Initial Messages Support: Accepts an initial list of messages to send to Ollama for context.
Custom Activation Phrases: Define your own activation phrases to initiate interaction (default: "Hello Llama" or "Hey Llama").
Voice Query and Response: Converts spoken queries to text, sends them to the LLM, and reads the AI's response aloud.
Multiple TTS Options: Choose between Google Text-to-Speech (gTTS) or Piper for text-to-speech conversion.
Pygame Audio Playback: Reliable audio playback using the pygame library.
Ollama Integration: Connects with Ollama to generate AI responses from the specified LLM model.

Requirements

Python 3.12
gTTS: For text-to-speech conversion
pygame: For audio playback
SpeechRecognition: For handling voice input (only needed if using voice recognition)
pyaudio: For audio playback
Ollama API: Installed and configured on your machine (only needed if using Ollama for LLM queries)
Piper: Optional for higher quality text-to-speech
argparse: For command-line argument parsing
json: For handling messages in JSON format

Installation

Install the required libraries using pip:

pip install gtts pygame SpeechRecognition pyaudio

For optional components:

# For Ollama LLM integration
pip install ollama piperTTS

Note: Installing pyaudio may require additional setup, especially on non-Windows systems.

Usage

As a Standalone Script

Run the script and specify optional arguments:

python voice_llm_addon.py --model <model_name> --system_prompt "<your_system_prompt>" --messages_file <path_to_messages_json> --activation_phrases "hello llama" "hey there llama"

--model: (Optional) Specify the LLM model to use. Defaults to llama3.2:1b.
--system_prompt: (Optional) Provide a custom system prompt to change the assistant's behavior.
--messages_file: (Optional) Path to a JSON file containing initial messages to send to Ollama.
--activation_phrases: (Optional) Space-separated list of phrases that will activate the assistant. Defaults to "hello llama" "hey llama".

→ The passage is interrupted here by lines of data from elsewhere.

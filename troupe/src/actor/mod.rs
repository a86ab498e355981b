//! Defines the actor: its registration descriptor, its shared handle, its action queue
//! and the processing task that turns mailbox envelopes into scheduled work.
//!
//! *   [`Actor`]: Describes an actor (its type and tuning) before registration.
//! *   [`ActorHandle`]: The live actor. Owns the mailbox, handler map, action queue and
//!     lifecycle state; cloned freely.
//! *   [`ActionQueue`]: The per-actor LIFO queue of scheduled messages.
//! *   [`ActorState`]: The `Registered → Active → Draining → Closed` lifecycle.

/*
 * Copyright (c) 2024. Govcraft
 *
 * Licensed under either of
 *   * Apache License, Version 2.0 (the "License");
 *     you may not use this file except in compliance with the License.
 *     You may obtain a copy of the License at http://www.apache.org/licenses/LICENSE-2.0
 *   * MIT license: http://opensource.org/licenses/MIT
 *
 * Unless required by applicable law or agreed to in writing, software
 * distributed under the License is distributed on an "AS IS" BASIS,
 * WITHOUT WARRANTIES OR CONDITIONS OF ANY KIND, either express or implied.
 * See the applicable License for the specific language governing permissions and
 * limitations under that License.
 */

pub use action_queue::ActionQueue;
pub use actor_handle::ActorHandle;
pub(crate) use actor_handle::check_message_type;
pub use descriptor::Actor;
pub use lifecycle::ActorState;

/// Contains the [`ActionQueue`].
mod action_queue;

/// Contains [`ActorHandle`] and its scheduling and teardown logic.
mod actor_handle;

/// Contains the [`Actor`] registration descriptor.
mod descriptor;

/// Contains [`ActorState`] and the mailbox processing task.
mod lifecycle;
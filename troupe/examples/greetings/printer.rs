/*
 * Copyright (c) 2024. Govcraft
 *
 * Licensed under either of
 *   * Apache License, Version 2.0 (the "License");
 *     you may not use this file except in compliance with the License.
 *     You may obtain a copy of the License at http://www.apache.org/licenses/LICENSE-2.0
 *   * MIT license: http://opensource.org/licenses/MIT
 *
 * Unless required by applicable law or agreed to in writing, software
 * distributed under the License is distributed on an "AS IS" BASIS,
 * WITHOUT WARRANTIES OR CONDITIONS OF ANY KIND, either express or implied.
 * See the applicable License for the specific language governing permissions and
 * limitations under that License.
 */

use troupe::prelude::*;

use crate::{Reading, CONSOLE_PRINT};

pub const ACTOR_TYPE: &str = "PrintActor";

/// Registers the printer and starts it.
pub fn spawn(system: &ActorSystem) -> anyhow::Result<ActorHandle> {
    let printer = system.register(Actor::new(ACTOR_TYPE), CONSOLE_PRINT, |envelope| {
        if let Some(reading) = envelope.payload::<Reading>() {
            println!("Got message {} from {}", reading.data, envelope.sender());
        }
        Reply::ready()
    })?;
    printer.activate()?;
    Ok(printer)
}
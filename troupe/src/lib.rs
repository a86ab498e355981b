/*
 * Copyright (c) 2024. Govcraft
 *
 * Licensed under either of
 *   * Apache License, Version 2.0 (the "License");
 *     you may not use this file except in compliance with the License.
 *     You may obtain a copy of the License at http://www.apache.org/licenses/LICENSE-2.0
 *   * MIT license: http://opensource.org/licenses/MIT
 *
 * Unless required by applicable law or agreed to in writing, software
 * distributed under the License is distributed on an "AS IS" BASIS,
 * WITHOUT WARRANTIES OR CONDITIONS OF ANY KIND, either express or implied.
 * See the applicable License for the specific language governing permissions and
 * limitations under that License.
 */

#![forbid(unsafe_code)]
#![forbid(missing_docs)] // Keep this to enforce coverage

//! # Troupe
//!
//! A small actor runtime on top of Tokio. Actors are registered by type name in an
//! [`ActorSystem`](prelude::ActorSystem), receive [`Envelope`](prelude::Envelope)s through a
//! bounded mailbox and run the handler registered for each message type.
//!
//! ## Key Concepts
//!
//! - **Actor system (`ActorSystem`)**: The registry, the dispatcher that routes inbound
//!   envelopes to mailboxes and the executor that runs scheduled work.
//! - **Actors (`ActorHandle`)**: Named units with a handler per message type, a bounded
//!   mailbox and a LIFO action queue.
//! - **Messaging**: Producers push `Envelope`s into the inbound queue given to
//!   `ActorSystem::start`; payloads implement `ActorMessage`.
//! - **Lifecycle**: `Registered → Active → Draining → Closed`. A close request makes an
//!   actor stop accepting, drain its queue and acknowledge.
//! - **Shutdown**: `ActorSystem::close` asks every actor to close and signals completion
//!   once all have acknowledged and both loops have stopped.
//!
//! ## Quick Start
//!
//! ```rust,ignore
//! use troupe::prelude::*;
//!
//! let system = ActorSystem::new("Stage");
//! let printer = system.register(Actor::new("Printer"), "PRINT", |envelope| {
//!     println!("{:?}", envelope.payload::<i32>());
//!     Reply::ready()
//! })?;
//! printer.activate()?;
//!
//! let (inbound, receiver) = system.inbound_channel();
//! system.start(receiver);
//! inbound
//!     .send(Envelope::unicast("PRINT", "Main".into(), "Printer".into(), 42_i32))
//!     .await?;
//!
//! system.shutdown().await;
//! ```

/// Internal utilities and structures used throughout the runtime.
pub(crate) mod common;

/// Defines the actor structures and lifecycle.
pub(crate) mod actor;

/// Defines envelopes, addresses and control signals.
pub(crate) mod message;

/// Defines core traits used throughout the runtime.
pub(crate) mod traits;

/// A prelude module for conveniently importing the most commonly used items.
///
/// # Re-exports
///
/// ## External Crates
/// *   [`async_trait::async_trait`](https://docs.rs/async-trait/latest/async_trait/attr.async_trait.html): Needed to implement [`ActorHandleInterface`](crate::traits::ActorHandleInterface).
///
/// ## Core Types
/// *   [`crate::common::ActorSystem`]: The registry and its dispatcher and executor loops.
/// *   [`crate::actor::Actor`]: Registration descriptor.
/// *   [`crate::actor::ActorHandle`]: Handle to a registered actor.
/// *   [`crate::actor::ActorState`]: Actor lifecycle state.
/// *   [`crate::actor::ActionQueue`]: Per-actor LIFO queue of scheduled messages.
/// *   [`crate::message::Envelope`]: A routed message.
/// *   [`crate::message::Address`]: An actor's routing name.
/// *   [`crate::message::DeliveryMode`]: Unicast or broadcast.
/// *   [`crate::message::ActionableMessage`]: An envelope paired with its handler.
/// *   [`crate::message::SystemSignal`]: Control signals carried through mailboxes.
/// *   [`crate::common::Reply`]: Utility for creating handler return values.
/// *   [`crate::common::ActorSystemError`]: The runtime's error type.
/// *   [`crate::common::TroupeConfig`]: Runtime configuration.
/// *   [`crate::traits::ActorMessage`]: Marker trait for payloads.
/// *   [`crate::traits::ActorHandleInterface`]: Delivery trait implemented by handles.
pub mod prelude {
    // External crate re-exports
    pub use async_trait::async_trait;

    // Core types
    pub use crate::actor::{ActionQueue, Actor, ActorHandle, ActorState};
    pub use crate::common::{
        ActorSystem, ActorSystemError, BehaviorConfig, DefaultsConfig, FutureBox, LimitsConfig,
        MessageHandler, Reply, RoutingFailureReason, TroupeConfig, UnhandledMessagePolicy,
        CONFIG,
    };
    pub use crate::message::{
        ActionableMessage, Address, DeliveryMode, Envelope, SystemSignal, SHUTDOWN_MESSAGE_TYPE,
    };
    pub use crate::traits::{ActorHandleInterface, ActorMessage};
}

As a Module in Your Project

Include the Module: Add voice_llm_addon.py to your project directory.

Import the Class:

from voice_llm_addon import VoiceLLMAddon

Initialize and Run:

addon = VoiceLLMAddon(
    model='your_model_name',             # Optional
    system_prompt='Your system prompt',  # Optional
    initial_messages=[                   # Optional
        {'role': 'system', 'content': 'System message'},
        {'role': 'user', 'content': 'User message'},
    ],
    activation_phrases=["hello llama", "hey assistant"]  # Optional
)
addon.run()

Customization

Change Activation Phrases: Provide custom activation phrases using the activation_phrases parameter when initializing VoiceLLMAddon or via the --activation_phrases command-line argument.
Choose TTS Engine: Use the optional piper parameter in the speak method to toggle between gTTS (default) and Piper for text-to-speech.
Select Voice Model: When using Piper, specify a different voice model file with the piper_model parameter in the speak method.
Adjust AI Personality: Provide a custom system_prompt when initializing VoiceLLMAddon or via the --system_prompt command-line argument.
Provide Initial Messages: Supply an initial list of messages via the initial_messages parameter or by specifying a JSON file with --messages_file.

Code Overview

VoiceLLMAddon Class

The VoiceLLMAddon class encapsulates all functionality required for voice interaction with the LLM.

Initialization

def __init__(self, model='llama3.2:1b', system_prompt=None, initial_messages=None, activation_phrases=["hello llama", "hey llama"]):
    self.model = model
    self.system_prompt = system_prompt
    self.initial_messages = initial_messages or []
    self.recognizer = None  # Speech recognizer will be initialized in run()
    self.activation_phrases = activation_phrases or ["hello llama", "hey llama"]
    self.activated = False  # Indicates if the activation phrase was detected

model: Specifies the LLM model to use.
system_prompt: Custom system prompt to alter the assistant's behavior.
initial_messages: List of initial messages to send to Ollama.
recognizer: The speech recognizer that will be initialized in the run() method.
activation_phrases: List of phrases that will trigger the assistant to start listening for a query.
activated: A flag to track whether the activation phrase has been detected.

Key Methods

`speak(self, text, piper=False, piper_model="en_US-lessac-medium.onnx")`

Converts text to speech using either gTTS (default) or Piper (if piper=True), and plays it using pygame.

Parameters:
- text (str): The text to convert to speech.
- piper (bool, optional): If True, uses Piper for text-to-speech conversion instead of gTTS. Defaults to False.
- piper_model (str, optional): The Piper voice model file to use. Defaults to "en_US-lessac-medium.onnx".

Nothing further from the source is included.